We had pictures of the Parthenon and the Pharos, pictures of Hannibal and Caractacus and Vercingetorix, pictures of the Walls of Babylon and the building of the pyramids and the palace of Sargon, pages from the Lost Books of Livy and the plays of Euripides.
Things like that.
Terrifically expensive, a second printing sold at cost to a surprising number of private individuals.
If the cost had been less, historical interest would have become even more the fad of the moment.
When the flurry had almost died down, some Italian digging in the hitherto-unexcavated section of ash-buried Pompeii, dug right into a tiny buried temple right where our aerial shot had showed it to be.
His budget was expanded and he found more ash-covered ruins that agreed with our aerial layout, ruins that hadn’t seen the light of day for almost two thousand years.
Everyone promptly wailed that we were the luckiest guessers in captivity; the head of some California cult suspected aloud that we were the reincarnations of two gladiators named Joe.
To get some peace and quiet Mike and I moved into our studio, lock, stock, and underwear.
The old bank vault had never been removed, at our request, and it served well to store our equipment when we weren’t around.
All the mail Ruth couldn’t handle we disposed of, unread; the old bank building began to look like a well-patronized soup kitchen.
We hired burly private detectives to handle the more obnoxious visitors and subscribed to a telegraphic protective service.
We had another job to do, another full-length feature.
We still stuck to the old historical theme. This time we tried to do what Gibbon did in The Decline and Fall of the Roman Empire.
And, I think, we were rather successful, at that.
In four hours you can’t completely cover two thousand years, but you can, as we did, show the cracking up of a great civilization, and how painful the process can be.
The criticism we drew for almost ignoring Christ and Christianity was unjust, we think, and unfair.
Very few knew then, or know now, that we had included, as a kind of trial balloon, some footage of Christ Himself, and His times.
This footage we had to cut.
The Board of Review, as you know, is both Catholic and Protestant.
They—the Board—went right up in arms.
We didn’t protest very hard when they claimed our “treatment” was irreverent, indecent, and biased and inaccurate “by any Christian standard.”
“Why,” they wailed, “it doesn’t even look like Him,” and they were right; it didn’t. Not any picture they ever saw.
Right then and there we decided that it didn’t pay to tamper with anyone’s religious beliefs.

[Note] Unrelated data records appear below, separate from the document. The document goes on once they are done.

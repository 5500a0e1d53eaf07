//! GPU device contract: an EGL-style display/context/surface lifecycle plus
//! the OpenGL ES 2.0 subset the compositor uses.
//!
//! Unlike GL, no call relies on an implicit current context. Every GL entry
//! point names the [`ContextId`] it targets, and implementations must fail
//! the call unless that context is current on the calling thread.

use std::fmt;

use duocam_common::DuocamResult;

use crate::surface::{Surface, SurfaceTexture};

macro_rules! gpu_handle {
    ($(#[$meta:meta])* $name:ident) => {
        $(#[$meta])*
        #[derive(Clone, Copy, PartialEq, Eq, Hash, PartialOrd, Ord)]
        pub struct $name(pub u32);

        impl fmt::Debug for $name {
            fn fmt(&self, f: &mut fmt::Formatter<'_>) -> fmt::Result {
                write!(f, "{}({})", stringify!($name), self.0)
            }
        }
    };
}

gpu_handle!(DisplayId);
gpu_handle!(ConfigId);
gpu_handle!(ContextId);
gpu_handle!(
    /// EGL window surface bound to a [`Surface`].
    SurfaceId
);
gpu_handle!(TextureId);
gpu_handle!(ShaderId);
gpu_handle!(ProgramId);

/// Location of a uniform in a linked program.
#[derive(Debug, Clone, Copy, PartialEq, Eq, Hash)]
pub struct UniformLocation(pub u32);

#[derive(Debug, Clone, Copy, PartialEq, Eq)]
pub enum ShaderStage {
    Vertex,
    Fragment,
}

impl fmt::Display for ShaderStage {
    fn fmt(&self, f: &mut fmt::Formatter<'_>) -> fmt::Result {
        match self {
            Self::Vertex => write!(f, "vertex"),
            Self::Fragment => write!(f, "fragment"),
        }
    }
}

#[derive(Debug, Clone, Copy, PartialEq, Eq, Hash)]
pub enum TextureTarget {
    Texture2D,
    /// `GL_TEXTURE_EXTERNAL_OES`, fed by a [`SurfaceTexture`].
    ExternalOes,
}

#[derive(Debug, Clone, Copy, PartialEq, Eq)]
pub enum TextureFilter {
    Nearest,
    Linear,
}

#[derive(Debug, Clone, Copy, PartialEq, Eq)]
pub enum TextureWrap {
    ClampToEdge,
    Repeat,
}

#[derive(Debug, Clone, Copy, PartialEq, Eq)]
pub enum TextureParam {
    MinFilter(TextureFilter),
    MagFilter(TextureFilter),
    WrapS(TextureWrap),
    WrapT(TextureWrap),
}

#[derive(Debug, Clone, Copy, PartialEq, Eq)]
pub enum Primitive {
    Triangles,
    TriangleStrip,
}

/// Requested framebuffer configuration.
#[derive(Debug, Clone, Copy, PartialEq, Eq)]
pub struct ConfigAttribs {
    pub red_bits: u8,
    pub green_bits: u8,
    pub blue_bits: u8,
    pub alpha_bits: u8,
    /// Client API version the config must support (2 for ES2).
    pub es_version: u32,
    /// Surfaces must be consumable by a video encoder.
    pub recordable: bool,
}

impl ConfigAttribs {
    /// 8-bit RGBA, ES2 renderable, recordable.
    pub fn rgba8888_es2() -> Self {
        Self {
            red_bits: 8,
            green_bits: 8,
            blue_bits: 8,
            alpha_bits: 8,
            es_version: 2,
            recordable: true,
        }
    }
}

/// Live object counts, for leak checks.
#[derive(Debug, Clone, Copy, PartialEq, Eq, Default)]
pub struct GpuObjectCounts {
    pub displays: usize,
    pub contexts: usize,
    pub surfaces: usize,
    pub textures: usize,
    pub shaders: usize,
    pub programs: usize,
}

impl GpuObjectCounts {
    pub fn is_empty(&self) -> bool {
        *self == Self::default()
    }
}

/// A GPU the compositor can render with.
pub trait GpuDevice: Send + Sync {
    fn name(&self) -> &str;

    // Display and context lifecycle.

    fn get_display(&self) -> DuocamResult<DisplayId>;

    /// Returns the implementation's `(major, minor)` version.
    fn initialize(&self, display: DisplayId) -> DuocamResult<(u32, u32)>;

    fn choose_config(
        &self,
        display: DisplayId,
        attribs: &ConfigAttribs,
    ) -> DuocamResult<Option<ConfigId>>;

    fn create_context(
        &self,
        display: DisplayId,
        config: ConfigId,
        client_version: u32,
    ) -> DuocamResult<ContextId>;

    /// Window surface whose swaps queue frames onto `target`.
    fn create_window_surface(
        &self,
        display: DisplayId,
        config: ConfigId,
        target: &Surface,
    ) -> DuocamResult<SurfaceId>;

    /// Bind `context` and `surface` to the calling thread; `None` for both
    /// unbinds.
    fn make_current(
        &self,
        display: DisplayId,
        surface: Option<SurfaceId>,
        context: Option<ContextId>,
    ) -> DuocamResult<()>;

    fn current_context(&self) -> Option<ContextId>;

    fn swap_buffers(&self, display: DisplayId, surface: SurfaceId) -> DuocamResult<()>;

    /// Timestamp attached to the next swapped frame.
    fn set_presentation_time(
        &self,
        display: DisplayId,
        surface: SurfaceId,
        pts_us: i64,
    ) -> DuocamResult<()>;

    fn destroy_surface(&self, display: DisplayId, surface: SurfaceId) -> DuocamResult<()>;

    fn destroy_context(&self, display: DisplayId, context: ContextId) -> DuocamResult<()>;

    /// Drop any binding held by the calling thread.
    fn release_thread(&self) -> DuocamResult<()>;

    /// Destroy everything still owned by `display`.
    fn terminate(&self, display: DisplayId) -> DuocamResult<()>;

    // Textures.

    fn gen_texture(&self, ctx: ContextId) -> DuocamResult<TextureId>;

    fn delete_texture(&self, ctx: ContextId, texture: TextureId) -> DuocamResult<()>;

    fn active_texture(&self, ctx: ContextId, unit: u32) -> DuocamResult<()>;

    fn bind_texture(
        &self,
        ctx: ContextId,
        target: TextureTarget,
        texture: Option<TextureId>,
    ) -> DuocamResult<()>;

    fn tex_parameter(
        &self,
        ctx: ContextId,
        target: TextureTarget,
        param: TextureParam,
    ) -> DuocamResult<()>;

    /// Latch the newest picture of `source` into external texture
    /// `texture`. Returns its timestamp, or `None` if nothing new arrived.
    fn update_tex_image(
        &self,
        ctx: ContextId,
        texture: TextureId,
        source: &SurfaceTexture,
    ) -> DuocamResult<Option<i64>>;

    // Shaders and programs.

    fn create_shader(&self, ctx: ContextId, stage: ShaderStage) -> DuocamResult<ShaderId>;

    fn shader_source(&self, ctx: ContextId, shader: ShaderId, source: &str) -> DuocamResult<()>;

    /// Returns the compile status.
    fn compile_shader(&self, ctx: ContextId, shader: ShaderId) -> DuocamResult<bool>;

    fn shader_info_log(&self, ctx: ContextId, shader: ShaderId) -> DuocamResult<String>;

    fn delete_shader(&self, ctx: ContextId, shader: ShaderId) -> DuocamResult<()>;

    fn create_program(&self, ctx: ContextId) -> DuocamResult<ProgramId>;

    fn attach_shader(&self, ctx: ContextId, program: ProgramId, shader: ShaderId)
        -> DuocamResult<()>;

    /// Returns the link status.
    fn link_program(&self, ctx: ContextId, program: ProgramId) -> DuocamResult<bool>;

    fn program_info_log(&self, ctx: ContextId, program: ProgramId) -> DuocamResult<String>;

    fn delete_program(&self, ctx: ContextId, program: ProgramId) -> DuocamResult<()>;

    fn use_program(&self, ctx: ContextId, program: Option<ProgramId>) -> DuocamResult<()>;

    fn attrib_location(
        &self,
        ctx: ContextId,
        program: ProgramId,
        name: &str,
    ) -> DuocamResult<Option<u32>>;

    fn uniform_location(
        &self,
        ctx: ContextId,
        program: ProgramId,
        name: &str,
    ) -> DuocamResult<Option<UniformLocation>>;

    fn uniform1f(&self, ctx: ContextId, location: UniformLocation, value: f32)
        -> DuocamResult<()>;

    fn uniform1i(&self, ctx: ContextId, location: UniformLocation, value: i32)
        -> DuocamResult<()>;

    // Vertex input and drawing.

    /// Client-side, tightly packed float attribute array with `size`
    /// components per vertex.
    fn vertex_attrib_pointer(
        &self,
        ctx: ContextId,
        index: u32,
        size: u32,
        data: &[f32],
    ) -> DuocamResult<()>;

    fn enable_vertex_attrib_array(&self, ctx: ContextId, index: u32) -> DuocamResult<()>;

    fn disable_vertex_attrib_array(&self, ctx: ContextId, index: u32) -> DuocamResult<()>;

    fn viewport(&self, ctx: ContextId, x: i32, y: i32, width: u32, height: u32)
        -> DuocamResult<()>;

    fn clear_color(&self, ctx: ContextId, rgba: [f32; 4]) -> DuocamResult<()>;

    /// Clear the colour buffer of the surface bound with `ctx`.
    fn clear(&self, ctx: ContextId) -> DuocamResult<()>;

    fn draw_arrays(
        &self,
        ctx: ContextId,
        mode: Primitive,
        first: usize,
        count: usize,
    ) -> DuocamResult<()>;

    fn object_counts(&self) -> GpuObjectCounts;
}
//! Accounting for scarce codec sessions.
//!
//! Hardware decoders and encoders are limited per process. Backends take a
//! [`ResourceGuard`] for every session they open so callers (and tests) can
//! verify that every acquisition was matched by a release.

use std::sync::atomic::{AtomicUsize, Ordering};
use std::sync::Arc;

#[derive(Debug, Clone, Copy, PartialEq, Eq, Hash)]
pub enum ResourceKind {
    Extractor,
    Decoder,
    Encoder,
    Muxer,
}

/// Live session counts at a point in time.
#[derive(Debug, Clone, Copy, PartialEq, Eq, Default)]
pub struct ResourceSnapshot {
    pub extractors: usize,
    pub decoders: usize,
    pub encoders: usize,
    pub muxers: usize,
}

impl ResourceSnapshot {
    /// Decoder + encoder sessions, the OS-limited ones.
    pub fn codec_sessions(&self) -> usize {
        self.decoders + self.encoders
    }

    pub fn total(&self) -> usize {
        self.extractors + self.decoders + self.encoders + self.muxers
    }
}

#[derive(Debug, Default)]
struct Counters {
    extractors: AtomicUsize,
    decoders: AtomicUsize,
    encoders: AtomicUsize,
    muxers: AtomicUsize,
    acquired_total: AtomicUsize,
}

impl Counters {
    fn counter(&self, kind: ResourceKind) -> &AtomicUsize {
        match kind {
            ResourceKind::Extractor => &self.extractors,
            ResourceKind::Decoder => &self.decoders,
            ResourceKind::Encoder => &self.encoders,
            ResourceKind::Muxer => &self.muxers,
        }
    }
}

/// Shared live-session counters.
#[derive(Debug, Clone, Default)]
pub struct ResourceLedger {
    counters: Arc<Counters>,
}

impl ResourceLedger {
    pub fn new() -> Self {
        Self::default()
    }

    pub fn acquire(&self, kind: ResourceKind) -> ResourceGuard {
        self.counters.counter(kind).fetch_add(1, Ordering::SeqCst);
        self.counters.acquired_total.fetch_add(1, Ordering::SeqCst);
        tracing::trace!(?kind, "codec resource acquired");
        ResourceGuard {
            counters: Arc::clone(&self.counters),
            kind,
            released: false,
        }
    }

    pub fn snapshot(&self) -> ResourceSnapshot {
        ResourceSnapshot {
            extractors: self.counters.extractors.load(Ordering::SeqCst),
            decoders: self.counters.decoders.load(Ordering::SeqCst),
            encoders: self.counters.encoders.load(Ordering::SeqCst),
            muxers: self.counters.muxers.load(Ordering::SeqCst),
        }
    }

    /// Sessions ever opened through this ledger.
    pub fn acquired_total(&self) -> usize {
        self.counters.acquired_total.load(Ordering::SeqCst)
    }
}

/// One live session. Released explicitly or on drop, exactly once.
#[derive(Debug)]
pub struct ResourceGuard {
    counters: Arc<Counters>,
    kind: ResourceKind,
    released: bool,
}

impl ResourceGuard {
    pub fn kind(&self) -> ResourceKind {
        self.kind
    }

    pub fn is_released(&self) -> bool {
        self.released
    }

    /// Returns `true` if this call performed the release.
    pub fn release(&mut self) -> bool {
        if self.released {
            return false;
        }
        self.released = true;
        self.counters.counter(self.kind).fetch_sub(1, Ordering::SeqCst);
        tracing::trace!(kind = ?self.kind, "codec resource released");
        true
    }
}

impl Drop for ResourceGuard {
    fn drop(&mut self) {
        self.release();
    }
}

#[cfg(test)]
mod tests {
    use super::*;

    #[test]
    fn test_guard_counts_once() {
        let ledger = ResourceLedger::new();
        let mut decoder = ledger.acquire(ResourceKind::Decoder);
        let _encoder = ledger.acquire(ResourceKind::Encoder);
        assert_eq!(ledger.snapshot().codec_sessions(), 2);

        assert!(decoder.release());
        assert!(!decoder.release());
        assert_eq!(ledger.snapshot().decoders, 0);
        drop(decoder);
        assert_eq!(ledger.snapshot().decoders, 0);
        assert_eq!(ledger.snapshot().encoders, 1);
    }

    #[test]
    fn test_drop_releases() {
        let ledger = ResourceLedger::new();
        {
            let _muxer = ledger.acquire(ResourceKind::Muxer);
            assert_eq!(ledger.snapshot().muxers, 1);
        }
        assert_eq!(ledger.snapshot(), ResourceSnapshot::default());
        assert_eq!(ledger.acquired_total(), 1);
    }
}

That’s why you’ve never seen anything emanating from us that conflicted even remotely with the accepted historical, sociological, or religious features of Someone Who Knew Better.
That Roman picture, by the way—but not accidentally—deviated so little from the textbooks you conned in school that only a few enthusiastic specialists called our attention to what they insisted were errors.

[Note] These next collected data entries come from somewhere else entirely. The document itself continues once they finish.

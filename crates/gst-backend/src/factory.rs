use std::path::Path;

use duocam_codec_core::{
    CodecFactory, ContainerFormat, MediaExtractor, MediaMuxer, ResourceKind, ResourceLedger,
    ResourceSnapshot, VideoDecoder, VideoEncoder, MIME_AVC,
};
use duocam_common::{DuocamError, DuocamResult};
use gstreamer as gst;

use crate::decoder::GstVideoDecoder;
use crate::encoder::{find_h264_encoder, GstVideoEncoder};
use crate::extractor::GstExtractor;
use crate::init_gstreamer;
use crate::muxer::GstMuxer;

/// Elements every merge needs besides an H.264 encoder.
pub const REQUIRED_ELEMENTS: &[&str] = &[
    "filesrc",
    "qtdemux",
    "h264parse",
    "decodebin",
    "videoconvert",
    "mp4mux",
    "filesink",
    "appsrc",
    "appsink",
];

/// H.264 in MP4 through GStreamer.
#[derive(Debug, Clone, Default)]
pub struct GstCodecFactory {
    ledger: ResourceLedger,
}

impl GstCodecFactory {
    pub fn new() -> Self {
        Self::default()
    }

    pub fn ledger(&self) -> &ResourceLedger {
        &self.ledger
    }

    /// Required elements the registry does not have.
    pub fn missing_elements() -> Vec<&'static str> {
        if init_gstreamer().is_err() {
            return REQUIRED_ELEMENTS.to_vec();
        }
        REQUIRED_ELEMENTS
            .iter()
            .copied()
            .filter(|name| gst::ElementFactory::find(name).is_none())
            .collect()
    }
}

impl CodecFactory for GstCodecFactory {
    fn name(&self) -> &str {
        "gstreamer"
    }

    fn is_available(&self) -> bool {
        init_gstreamer().is_ok() && Self::missing_elements().is_empty() && find_h264_encoder().is_some()
    }

    fn create_extractor(&self, path: &Path) -> DuocamResult<Box<dyn MediaExtractor>> {
        Ok(Box::new(GstExtractor::open(path, &self.ledger)?))
    }

    fn create_decoder(&self, mime: &str) -> DuocamResult<Box<dyn VideoDecoder>> {
        if mime != MIME_AVC {
            return Err(DuocamError::codec_setup(format!(
                "GStreamer backend cannot decode {mime}"
            )));
        }
        Ok(Box::new(GstVideoDecoder::new(
            self.ledger.acquire(ResourceKind::Decoder),
        )?))
    }

    fn create_encoder(&self, mime: &str) -> DuocamResult<Box<dyn VideoEncoder>> {
        if mime != MIME_AVC {
            return Err(DuocamError::codec_setup(format!(
                "GStreamer backend cannot encode {mime}"
            )));
        }
        Ok(Box::new(GstVideoEncoder::new(
            self.ledger.acquire(ResourceKind::Encoder),
        )?))
    }

    fn create_muxer(
        &self,
        path: &Path,
        container: ContainerFormat,
    ) -> DuocamResult<Box<dyn MediaMuxer>> {
        if container != ContainerFormat::Mpeg4 {
            return Err(DuocamError::codec_setup(format!(
                "GStreamer backend cannot write {container:?} containers"
            )));
        }
        Ok(Box::new(GstMuxer::create(
            path,
            self.ledger.acquire(ResourceKind::Muxer),
        )?))
    }

    fn resources(&self) -> ResourceSnapshot {
        self.ledger.snapshot()
    }
}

We were still in no position to do any mass rewriting of history, because we were unable to reveal just where we got our information.
Johnson, when he saw the Roman epic, mentally clicked high his heels.
His men went right to work, and we handled the job as we had the first.
One day Kessler got me in a corner, dead earnest. “Ed,” he said, “I’m going to find out where you got that footage if it’s the last thing I ever do.”
I told him that some day he would.
“And I don’t mean some day, either; I mean right now.
That bushwa about Europe might go once, but not twice.
I know better, and so does everyone else.
Now, what about it?”
I told him I’d have to consult Mike and I did.
We were up against it. We called a conference.
“Kessler tells me he has troubles.
I guess you all know what they are.”
They all knew.
Johnson spoke up. “He’s right, too.
We know better.
Where did you get it?”
I turned to Mike.
“Want to do the talking?”
A shake of his head.
“You’re doing all right.”
“All right.”
Kessler hunched a little forward and Marrs lit another cigarette.